Though some trackers are coming out with technology to improve this and offer these data points, it is still undetermined as to their accuracy. When evaluating a person’s Basal Metabolic Rate (BMR, or calories burned while resting), we must take all these factors into account. For most devices, all metrics are based solely on heart rate and movement. But these two factors alone are not a true indicator of total calorie expenditure.

We often assume that when your heart pumps faster you are creating a higher demand for oxygen and energy which leads to burning more calories. But, have you ever been excited, quickly jumped up from a chair, or even been blow-drying your hair and your activity tracker asked if you were starting a workout? These instances happen more often than not so let’s take a look at how different activities can lead to different energy expenditure and how that can translate into misconstrued calorie burning data.

Is caloric expenditure from cardio and resistance training the same?

Cardio and resistance training are both amazing forms of exercise. While both will lead to an increase in your overall calorie burn for the day, they vary in their long-term effects.
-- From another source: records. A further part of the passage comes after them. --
//! Built-in demo programs
//!
//! Small hand-assembled programs that exercise the interpreter, hot-loop
//! promotion and the runtime helpers without needing a bytecode file.

use bytecode_system::{BinaryOp, BytecodeChunk, Constant, Opcode, RegisterId};
use clap::ValueEnum;

fn r(index: u32) -> RegisterId {
    RegisterId(index)
}

/// Demo programs selectable with `--demo`
#[derive(Debug, Clone, Copy, PartialEq, Eq, ValueEnum)]
pub enum Demo {
    /// Sum of 0..50000 in a hot loop (1249975000)
    Sum,
    /// Sum of 3*i for i in 0..40000 (2399940000)
    Triple,
    /// 3 ** 100 by repeated multiplication; overflows into big integers
    Power,
    /// Recursive fib(25) (75025)
    Fib,
    /// Builds and prints a list of strings
    Strings,
    /// A hot loop with a try block, which stays interpreted (50)
    Guarded,
}

impl Demo {
    /// Bytecode of the demo
    pub fn chunk(self) -> BytecodeChunk {
        match self {
            Demo::Sum => sum_below(50_000),
            Demo::Triple => triple_sum(40_000),
            Demo::Power => power_of_three(100),
            Demo::Fib => fib(25),
            Demo::Strings => strings(5),
            Demo::Guarded => guarded(50),
        }
    }
}

/// `total = 0; i = 0; while i < n: total += i; i += 1; return total`
pub fn sum_below(n: i64) -> BytecodeChunk {
    let mut chunk = BytecodeChunk::new("sum").with_registers(4, 0);
    chunk.emit(Opcode::LoadInt { dst: r(0), value: 0 });
    chunk.emit(Opcode::LoadInt { dst: r(1), value: 0 });
    chunk.emit(Opcode::LoadInt { dst: r(2), value: n });
    chunk.emit(Opcode::FastIntLt { dst: r(3), lhs: r(1), rhs: r(2) });
    chunk.emit(Opcode::JumpIfFalse { cond: r(3), target: 8 });
    chunk.emit(Opcode::LoadAddStore { reg: r(0), src: r(1) });
    chunk.emit(Opcode::IncLocal { reg: r(1) });
    chunk.emit(Opcode::Jump { target: 3 });
    chunk.emit(Opcode::Return { src: r(0) });
    chunk
}

/// `total = 0; i = 0; while i < n: total = total + i * 3; i += 1`
pub fn triple_sum(n: i64) -> BytecodeChunk {
    let mut chunk = BytecodeChunk::new("triple").with_registers(6, 0);
    let three = chunk.add_constant(Constant::Int(3));
    chunk.emit(Opcode::LoadInt { dst: r(0), value: 0 });
    chunk.emit(Opcode::LoadInt { dst: r(1), value: 0 });
    chunk.emit(Opcode::LoadInt { dst: r(2), value: n });
    chunk.emit(Opcode::LoadConst { dst: r(4), index: three });
    chunk.emit(Opcode::FastIntLt { dst: r(3), lhs: r(1), rhs: r(2) });
    chunk.emit(Opcode::JumpIfFalse { cond: r(3), target: 10 });
    chunk.emit(Opcode::Binary { op: BinaryOp::Mul, dst: r(5), lhs: r(1), rhs: r(4) });
    chunk.emit(Opcode::Binary { op: BinaryOp::Add, dst: r(0), lhs: r(0), rhs: r(5) });
    chunk.emit(Opcode::IncLocal { reg: r(1) });
    chunk.emit(Opcode::Jump { target: 4 });
    chunk.emit(Opcode::Return { src: r(0) });
    chunk
}

/// `x = 1; i = 0; while i < n: x *= 3; i += 1; return x`
pub fn power_of_three(n: i64) -> BytecodeChunk {
    let mut chunk = BytecodeChunk::new("power").with_registers(5, 0);
    chunk.emit(Opcode::LoadInt { dst: r(0), value: 1 });
    chunk.emit(Opcode::LoadInt { dst: r(1), value: 0 });
    chunk.emit(Opcode::LoadInt { dst: r(2), value: n });
    chunk.emit(Opcode::LoadInt { dst: r(4), value: 3 });
    chunk.emit(Opcode::FastIntLt { dst: r(3), lhs: r(1), rhs: r(2) });
    chunk.emit(Opcode::JumpIfFalse { cond: r(3), target: 9 });
    chunk.emit(Opcode::LoadMulStore { reg: r(0), src: r(4) });
    chunk.emit(Opcode::IncLocal { reg: r(1) });
    chunk.emit(Opcode::Jump { target: 4 });
    chunk.emit(Opcode::Return { src: r(0) });
    chunk
}

/// ```text
/// def fib(n):
///     if n < 2: return n
///     return fib(n - 1) + fib(n - 2)
/// return fib(n)
/// ```
pub fn fib(n: i64) -> BytecodeChunk {
    let mut body = BytecodeChunk::new("fib").with_registers(6, 1);
    let name = body.add_name("fib");
    body.emit(Opcode::LoadInt { dst: r(1), value: 2 });
    body.emit(Opcode::FastIntLt { dst: r(2), lhs: r(0), rhs: r(1) });
    body.emit(Opcode::JumpIfFalse { cond: r(2), target: 4 });
    body.emit(Opcode::Return { src: r(0) });
    body.emit(Opcode::LoadGlobal { dst: r(3), name });
    body.emit(Opcode::LoadInt { dst: r(1), value: 1 });
    body.emit(Opcode::FastIntSub { dst: r(4), lhs: r(0), rhs: r(1) });
    body.emit(Opcode::Call { dst: r(4), callee: r(3), args: r(4), argc: 1 });
    body.emit(Opcode::LoadInt { dst: r(1), value: 2 });
    body.emit(Opcode::FastIntSub { dst: r(5), lhs: r(0), rhs: r(1) });
    body.emit(Opcode::Call { dst: r(5), callee: r(3), args: r(5), argc: 1 });
    body.emit(Opcode::Binary { op: BinaryOp::Add, dst: r(4), lhs: r(4), rhs: r(5) });
    body.emit(Opcode::Return { src: r(4) });

    let mut chunk = BytecodeChunk::new("main").with_registers(3, 0);
    let name = chunk.add_name("fib");
    let function = chunk.add_nested_function(body);
    chunk.emit(Opcode::MakeFunction { dst: r(0), function });
    chunk.emit(Opcode::StoreGlobal { name, src: r(0) });
    chunk.emit(Opcode::LoadInt { dst: r(1), value: n });
    chunk.emit(Opcode::Call { dst: r(2), callee: r(0), args: r(1), argc: 1 });
    chunk.emit(Opcode::Return { src: r(2) });
    chunk
}

/// ```text
/// words = []
/// i = 0
/// while i < n: words.append(f"item{i}"); i += 1
/// print(len(words), words)
/// return words
/// ```
pub fn strings(n: i64) -> BytecodeChunk {
    let mut chunk = BytecodeChunk::new("strings").with_registers(10, 0);
    let item = chunk.add_constant(Constant::Str("item".to_string()));
    let print = chunk.add_name("print");
    chunk.emit(Opcode::BuildList { dst: r(0), start: r(1), count: 0 });
    chunk.emit(Opcode::LoadInt { dst: r(1), value: 0 });
    chunk.emit(Opcode::LoadInt { dst: r(2), value: n });
    chunk.emit(Opcode::FastIntLt { dst: r(3), lhs: r(1), rhs: r(2) });
    chunk.emit(Opcode::JumpIfFalse { cond: r(3), target: 11 });
    chunk.emit(Opcode::LoadConst { dst: r(5), index: item });
    chunk.emit(Opcode::MoveReg { dst: r(6), src: r(1) });
    chunk.emit(Opcode::BuildString { dst: r(4), start: r(5), count: 2 });
    chunk.emit(Opcode::Append { list: r(0), src: r(4) });
    chunk.emit(Opcode::IncLocal { reg: r(1) });
    chunk.emit(Opcode::Jump { target: 3 });
    chunk.emit(Opcode::LoadGlobal { dst: r(7), name: print });
    chunk.emit(Opcode::Len { dst: r(8), src: r(0) });
    chunk.emit(Opcode::MoveReg { dst: r(9), src: r(0) });
    chunk.emit(Opcode::Call { dst: r(7), callee: r(7), args: r(8), argc: 2 });
    chunk.emit(Opcode::Return { src: r(0) });
    chunk
}

/// ```text
/// i = 0
/// while i < n:
///     try: pass
///     except: pass
///     i += 1
/// return i
/// ```
pub fn guarded(n: i64) -> BytecodeChunk {
    let mut chunk = BytecodeChunk::new("guarded").with_registers(4, 0);
    chunk.emit(Opcode::LoadInt { dst: r(0), value: 0 });
    chunk.emit(Opcode::LoadInt { dst: r(1), value: n });
    chunk.emit(Opcode::FastIntLt { dst: r(2), lhs: r(0), rhs: r(1) });
    chunk.emit(Opcode::JumpIfFalse { cond: r(2), target: 9 });
    chunk.emit(Opcode::PushTry { handler: 7, dst: r(3) });
    chunk.emit(Opcode::PopTry);
    chunk.emit(Opcode::Jump { target: 7 });
    chunk.emit(Opcode::IncLocal { reg: r(0) });
    chunk.emit(Opcode::Jump { target: 2 });
    chunk.emit(Opcode::Return { src: r(0) });
    chunk
}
One of the benefits of consistent resistance training is an increase in your overall muscle mass. Studies have actually shown that the increased muscle mass from resistance training can lead to an increase in your metabolic rate by up to 7% which means an overall boost in your metabolism (American Council on Exercise). The immediate effect of resistance training is the training session itself, but the long-term effect is increased muscle mass which results in more burn over time. In fact, your resistance training session can actually lead to a higher rate of calories burned for up to 72 hours after the workout ends! This phenomenon is called Excess Post-Exercise Oxygen Consumption, or EPOC, and is more prevalent after difficult strength training workouts, HIIT, or any workout where your muscles are working hard to keep up. So whenever you are increasing the intensity of your workout and making your muscles work harder you are actually increasing your level of EPOC and therefore increasing your calories burned from that one workout even after you’re done.
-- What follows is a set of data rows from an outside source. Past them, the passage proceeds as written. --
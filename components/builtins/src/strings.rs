//! String methods and `BuildString`

use core_types::{make_bool, make_int, RuntimeError, TaggedValue};

use crate::format::{to_str, type_name};
use crate::functions::check_arity;
use crate::heap::Heap;
use crate::iter;

/// Concatenate the `str()` of each part.
pub fn build_string(heap: &mut Heap, parts: &[TaggedValue]) -> Result<TaggedValue, RuntimeError> {
    let mut out = String::new();
    for &part in parts {
        match heap.as_str(part) {
            Some(s) => out.push_str(s),
            None => out.push_str(&to_str(heap, part)?),
        }
    }
    Ok(heap.alloc_str(out))
}

fn str_arg<'h>(heap: &'h Heap, method: &str, value: TaggedValue) -> Result<&'h str, RuntimeError> {
    heap.as_str(value).ok_or_else(|| {
        RuntimeError::type_error(format!(
            "{}() argument must be str, not {}",
            method,
            type_name(heap, value).unwrap_or_default()
        ))
    })
}

/// Methods of `str`.
pub struct StrMethods;

impl StrMethods {
    /// Method names resolvable on a string
    pub const NAMES: &'static [&'static str] = &[
        "upper",
        "lower",
        "strip",
        "split",
        "join",
        "replace",
        "startswith",
        "endswith",
        "find",
    ];

    /// Call `str.<name>(*args)` on `receiver`.
    pub fn call(
        heap: &mut Heap,
        receiver: TaggedValue,
        name: &str,
        args: &[TaggedValue],
    ) -> Result<TaggedValue, RuntimeError> {
        let s = str_arg(heap, name, receiver)?.to_string();
        match name {
            "upper" => {
                check_arity(name, args, 0, 0)?;
                Ok(heap.alloc_str(s.to_uppercase()))
            }
            "lower" => {
                check_arity(name, args, 0, 0)?;
                Ok(heap.alloc_str(s.to_lowercase()))
            }
            "strip" => {
                check_arity(name, args, 0, 1)?;
                let stripped = match args.first() {
                    None | Some(TaggedValue::None) => s.trim().to_string(),
                    Some(&chars) => {
                        let chars: Vec<char> = str_arg(heap, name, chars)?.chars().collect();
                        s.trim_matches(|c| chars.contains(&c)).to_string()
                    }
                };
                Ok(heap.alloc_str(stripped))
            }
            "split" => {
                check_arity(name, args, 0, 1)?;
                let pieces: Vec<String> = match args.first() {
                    None | Some(TaggedValue::None) => {
                        s.split_whitespace().map(str::to_string).collect()
                    }
                    Some(&sep) => {
                        let sep = str_arg(heap, name, sep)?;
                        if sep.is_empty() {
                            return Err(RuntimeError::new(
                                core_types::ErrorKind::ValueError,
                                "empty separator",
                            ));
                        }
                        s.split(sep).map(str::to_string).collect()
                    }
                };
                let items = pieces.into_iter().map(|p| heap.alloc_str(p)).collect();
                Ok(heap.alloc_list(items))
            }
            "join" => {
                check_arity(name, args, 1, 1)?;
                let items = iter::collect(heap, args[0])?;
                let mut parts = Vec::with_capacity(items.len());
                for (i, &item) in items.iter().enumerate() {
                    match heap.as_str(item) {
                        Some(part) => parts.push(part),
                        None => {
                            return Err(RuntimeError::type_error(format!(
                                "sequence item {}: expected str instance, {} found",
                                i,
                                type_name(heap, item)?
                            )))
                        }
                    }
                }
                let joined = parts.join(&s);
                Ok(heap.alloc_str(joined))
            }
            "replace" => {
                check_arity(name, args, 2, 2)?;
                let old = str_arg(heap, name, args[0])?;
                let new = str_arg(heap, name, args[1])?;
                let replaced = s.replace(old, new);
                Ok(heap.alloc_str(replaced))
            }
            "startswith" => {
                check_arity(name, args, 1, 1)?;
                Ok(make_bool(s.starts_with(str_arg(heap, name, args[0])?)))
            }
            "endswith" => {
                check_arity(name, args, 1, 1)?;
                Ok(make_bool(s.ends_with(str_arg(heap, name, args[0])?)))
            }
            "find" => {
                check_arity(name, args, 1, 1)?;
                let needle = str_arg(heap, name, args[0])?;
                Ok(make_int(match s.find(needle) {
                    Some(byte) => s[..byte].chars().count() as i64,
                    None => -1,
                }))
            }
            _ => Err(RuntimeError::new(
                core_types::ErrorKind::AttributeNotFound,
                format!("'str' object has no attribute '{}'", name),
            )),
        }
    }
}
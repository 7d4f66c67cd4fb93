//! Contract between the dispatch loop and native loop code
//!
//! A compiled loop is entered at its header with a pointer to a
//! [`JitContext`] and to an array of [`JitSlot`]s, one per register of the
//! frame. Registers listed in the loop's [`RegisterMap`] hold their current
//! values on entry and must be written back before the entry returns.
//!
//! The entry returns the bytecode address where interpretation resumes, or
//! [`EXIT_FAULT`] when a runtime helper failed; the error and the faulting
//! address are then stored in the context.
//!
//! Native code calls back into the VM through two helpers:
//!
//! - [`jit_rt_exec`] runs one instruction with the interpreter's generic
//!   semantics against the slot array
//! - [`jit_rt_truthy`] evaluates the truthiness of a heap value
//!
//! Both catch panics, so no unwind ever crosses the native frames.

use std::any::Any;
use std::fmt;
use std::panic::{catch_unwind, AssertUnwindSafe};

use bytecode_system::{BytecodeChunk, LoopRange, RegisterId};
use core_types::{ErrorKind, RuntimeError, TaggedValue};

use crate::dispatch::Dispatcher;
use crate::frame::Frame;

/// [`jit_rt_exec`]: the instruction completed, continue with the next one
pub const JIT_NEXT: i64 = 0;
/// Helper failed; the fault is recorded in the context
pub const JIT_ERROR: i64 = 1;
/// [`jit_rt_exec`]: the instruction branched to its target
pub const JIT_BRANCH: i64 = 2;
/// Entry result after a helper failure
pub const EXIT_FAULT: i64 = -1;

/// Symbol name of [`jit_rt_exec`] for native linkers
pub const RT_EXEC_SYMBOL: &str = "basalt_rt_exec";
/// Symbol name of [`jit_rt_truthy`] for native linkers
pub const RT_TRUTHY_SYMBOL: &str = "basalt_rt_truthy";

/// One register as seen by native code
#[repr(C)]
#[derive(Debug, Clone, Copy, PartialEq, Eq, Default)]
pub struct JitSlot {
    /// Value tag (see [`core_types::tag`])
    pub tag: u64,
    /// Payload bits
    pub bits: u64,
}

impl JitSlot {
    /// Size of one slot in bytes
    pub const SIZE: i32 = 16;
    /// Offset of the tag within a slot
    pub const TAG_OFFSET: i32 = 0;
    /// Offset of the payload within a slot
    pub const BITS_OFFSET: i32 = 8;

    /// Decode the slot
    pub fn to_value(self) -> Result<TaggedValue, RuntimeError> {
        TaggedValue::from_raw(self.tag, self.bits).ok_or_else(|| {
            RuntimeError::internal(format!("invalid value tag {} in native slot", self.tag))
        })
    }
}

impl From<TaggedValue> for JitSlot {
    fn from(value: TaggedValue) -> Self {
        let (tag, bits) = value.to_raw();
        JitSlot { tag, bits }
    }
}

/// Signature of a compiled loop entry
pub type LoopEntry = unsafe extern "C" fn(ctx: *mut JitContext, slots: *mut JitSlot) -> i64;

/// Error raised while native code was running
#[derive(Debug, Clone)]
pub struct JitFault {
    /// The error
    pub error: RuntimeError,
    /// Address of the instruction that raised it
    pub pc: usize,
}

/// State handed to native code and passed back to the helpers
pub struct JitContext {
    dispatcher: *mut Dispatcher,
    frame: *mut Frame,
    fault: Option<JitFault>,
}

impl JitContext {
    pub(crate) fn new(dispatcher: &mut Dispatcher, frame: &mut Frame) -> Self {
        Self {
            dispatcher,
            frame,
            fault: None,
        }
    }

    pub(crate) fn take_fault(&mut self) -> Option<JitFault> {
        self.fault.take()
    }

    fn fail(&mut self, error: RuntimeError, pc: usize) -> i64 {
        self.fault = Some(JitFault { error, pc });
        JIT_ERROR
    }
}

impl fmt::Debug for JitContext {
    fn fmt(&self, f: &mut fmt::Formatter<'_>) -> fmt::Result {
        f.debug_struct("JitContext")
            .field("fault", &self.fault)
            .finish_non_exhaustive()
    }
}

fn panic_error(payload: Box<dyn Any + Send>) -> RuntimeError {
    let detail = payload
        .downcast_ref::<&str>()
        .map(|s| s.to_string())
        .or_else(|| payload.downcast_ref::<String>().cloned())
        .unwrap_or_else(|| "unknown panic".to_string());
    RuntimeError::new(
        ErrorKind::InternalError,
        format!("panic in runtime helper: {}", detail),
    )
}

/// Execute the instruction at `pc` with generic semantics.
///
/// Returns [`JIT_NEXT`], [`JIT_BRANCH`] or [`JIT_ERROR`].
///
/// # Safety
///
/// `ctx` must be the context passed to the running loop entry and `slots`
/// the slot array passed alongside it.
pub unsafe extern "C" fn jit_rt_exec(ctx: *mut JitContext, slots: *mut JitSlot, pc: i64) -> i64 {
    let Some(ctx) = ctx.as_mut() else {
        return JIT_ERROR;
    };
    let pc = pc as usize;
    let dispatcher = ctx.dispatcher;
    let frame = ctx.frame;
    let outcome = catch_unwind(AssertUnwindSafe(|| {
        // SAFETY: the dispatcher and frame outlive the native call that
        // handed out `ctx`, and nothing else touches them meanwhile.
        let (dispatcher, frame) = unsafe { (&mut *dispatcher, &mut *frame) };
        let slots = unsafe { std::slice::from_raw_parts_mut(slots, frame.registers.len()) };
        dispatcher.exec_for_jit(frame, slots, pc)
    }));
    match outcome {
        Ok(Ok(false)) => JIT_NEXT,
        Ok(Ok(true)) => JIT_BRANCH,
        Ok(Err(error)) => ctx.fail(error, pc),
        Err(payload) => ctx.fail(panic_error(payload), pc),
    }
}

/// Truthiness of the value `(tag, bits)`: 0 or 1, or -1 on failure.
///
/// # Safety
///
/// `ctx` must be the context passed to the running loop entry.
pub unsafe extern "C" fn jit_rt_truthy(ctx: *mut JitContext, tag: i64, bits: i64, pc: i64) -> i64 {
    let Some(ctx) = ctx.as_mut() else {
        return -1;
    };
    let dispatcher = ctx.dispatcher;
    let outcome = catch_unwind(AssertUnwindSafe(|| {
        let value = JitSlot {
            tag: tag as u64,
            bits: bits as u64,
        }
        .to_value()?;
        // SAFETY: see `jit_rt_exec`.
        unsafe { &*dispatcher }.truthy(value)
    }));
    match outcome {
        Ok(Ok(truth)) => i64::from(truth),
        Ok(Err(error)) => {
            ctx.fail(error, pc as usize);
            -1
        }
        Err(payload) => {
            ctx.fail(panic_error(payload), pc as usize);
            -1
        }
    }
}

/// Registers a compiled loop keeps in native variables, sorted
#[derive(Debug, Clone, PartialEq, Eq, Default)]
pub struct RegisterMap {
    registers: Vec<RegisterId>,
}

impl RegisterMap {
    /// Map over `registers` (duplicates are dropped)
    pub fn new(mut registers: Vec<RegisterId>) -> Self {
        registers.sort_unstable();
        registers.dedup();
        Self { registers }
    }

    /// Mapped registers in ascending order
    pub fn registers(&self) -> &[RegisterId] {
        &self.registers
    }

    /// Number of mapped registers
    pub fn len(&self) -> usize {
        self.registers.len()
    }

    /// Whether nothing is mapped
    pub fn is_empty(&self) -> bool {
        self.registers.is_empty()
    }

    /// Whether `reg` is mapped
    pub fn contains(&self, reg: RegisterId) -> bool {
        self.registers.binary_search(&reg).is_ok()
    }
}

/// Native code for one loop
pub struct CompiledLoop {
    entry: LoopEntry,
    range: LoopRange,
    register_map: RegisterMap,
    _code: Box<dyn Any + Send + Sync>,
}

impl CompiledLoop {
    /// Wrap a compiled entry.
    ///
    /// # Safety
    ///
    /// `entry` must follow the protocol described in the module docs for
    /// `range` and `register_map`, and must stay callable for as long as
    /// `code` is alive.
    pub unsafe fn new(
        entry: LoopEntry,
        range: LoopRange,
        register_map: RegisterMap,
        code: Box<dyn Any + Send + Sync>,
    ) -> Self {
        Self {
            entry,
            range,
            register_map,
            _code: code,
        }
    }

    /// Loop range the code covers
    pub fn range(&self) -> LoopRange {
        self.range
    }

    /// Loop header
    pub fn header(&self) -> usize {
        self.range.header
    }

    /// Registers synchronized on entry and exit
    pub fn register_map(&self) -> &RegisterMap {
        &self.register_map
    }

    pub(crate) fn entry(&self) -> LoopEntry {
        self.entry
    }
}

impl fmt::Debug for CompiledLoop {
    fn fmt(&self, f: &mut fmt::Formatter<'_>) -> fmt::Result {
        f.debug_struct("CompiledLoop")
            .field("entry", &(self.entry as *const ()))
            .field("range", &self.range)
            .field("registers", &self.register_map.len())
            .finish()
    }
}

/// What the dispatcher asks a [`LoopCompiler`] to compile
#[derive(Debug, Clone, Copy)]
pub struct LoopRequest<'a> {
    /// Function name, for diagnostics
    pub function: &'a str,
    /// Bytecode of the function
    pub chunk: &'a BytecodeChunk,
    /// Loop to compile
    pub range: LoopRange,
}

/// Native code generator for hot loops.
///
/// Implementations report loops they cannot handle with
/// [`ErrorKind::JitCompileUnsupported`]; the loop then stays interpreted.
pub trait LoopCompiler: Send + Sync {
    /// Backend name, for logs
    fn name(&self) -> &str;

    /// Compile `request.range` of `request.chunk`
    fn compile(&self, request: &LoopRequest<'_>) -> Result<CompiledLoop, RuntimeError>;
}

#[cfg(test)]
mod tests {
    use super::*;
    use core_types::ObjectHandle;

    #[test]
    fn test_slot_layout() {
        assert_eq!(std::mem::size_of::<JitSlot>(), JitSlot::SIZE as usize);
        let value = TaggedValue::Float(-2.5);
        let slot = JitSlot::from(value);
        assert_eq!(slot.tag, core_types::tag::FLOAT);
        assert_eq!(slot.to_value().unwrap(), value);
        assert_eq!(
            JitSlot::from(TaggedValue::Object(ObjectHandle(7))).to_value().unwrap(),
            TaggedValue::Object(ObjectHandle(7))
        );
    }

    #[test]
    fn test_bad_tag() {
        let err = JitSlot { tag: 42, bits: 0 }.to_value().unwrap_err();
        assert_eq!(err.kind, ErrorKind::InternalError);
    }

    #[test]
    fn test_register_map() {
        let map = RegisterMap::new(vec![RegisterId(3), RegisterId(1), RegisterId(3)]);
        assert_eq!(map.registers(), &[RegisterId(1), RegisterId(3)]);
        assert!(map.contains(RegisterId(3)));
        assert!(!map.contains(RegisterId(2)));
    }

    #[test]
    fn test_null_context() {
        let status = unsafe { jit_rt_exec(std::ptr::null_mut(), std::ptr::null_mut(), 0) };
        assert_eq!(status, JIT_ERROR);
        let truth = unsafe { jit_rt_truthy(std::ptr::null_mut(), 0, 0, 0) };
        assert_eq!(truth, -1);
    }
}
When you train your cardiovascular system through sustained endurance activities such as running, biking, long walks, etc., you won’t be seeing the same long-term effects as you do with resistance training. The calorie burn you experience during cardio-type activities will end as soon as your workout ends and your heart rate returns to normal.

If you are doing any sort of resistance training such as strength training, HIIT workouts, CrossFit, work with resistance bands, etc. then you are burning more calories than your activity tracker is counting. True calorie burn is not determined by heart rate, but by the number of muscle cells that are activated to perform an activity. Unfortunately, activity trackers can’t make the distinction between muscle activation and heart rate. There are many other variables that can affect your heart rate as well such as blood pressure, your mood, if you are well-rested, your hydration levels, stress, and adrenaline. If any of these variables are off then your calorie burn according to your activity tracker will be off, too.

Should I base my Macrostax activity level on my activity tracker?

Since most activity trackers are unable to differentiate the caloric expenditure between activities, as well as the EPOC resulting from resistance-based activities, at Macrostax, we take an average of your week to determine the correct activity level for you. Though it can be tempting to underestimate your activity to alter your macros, this can have the opposite effect and cause the body to hold onto the weight. The Macrostax numbers are designed to get your body and metabolism fired up!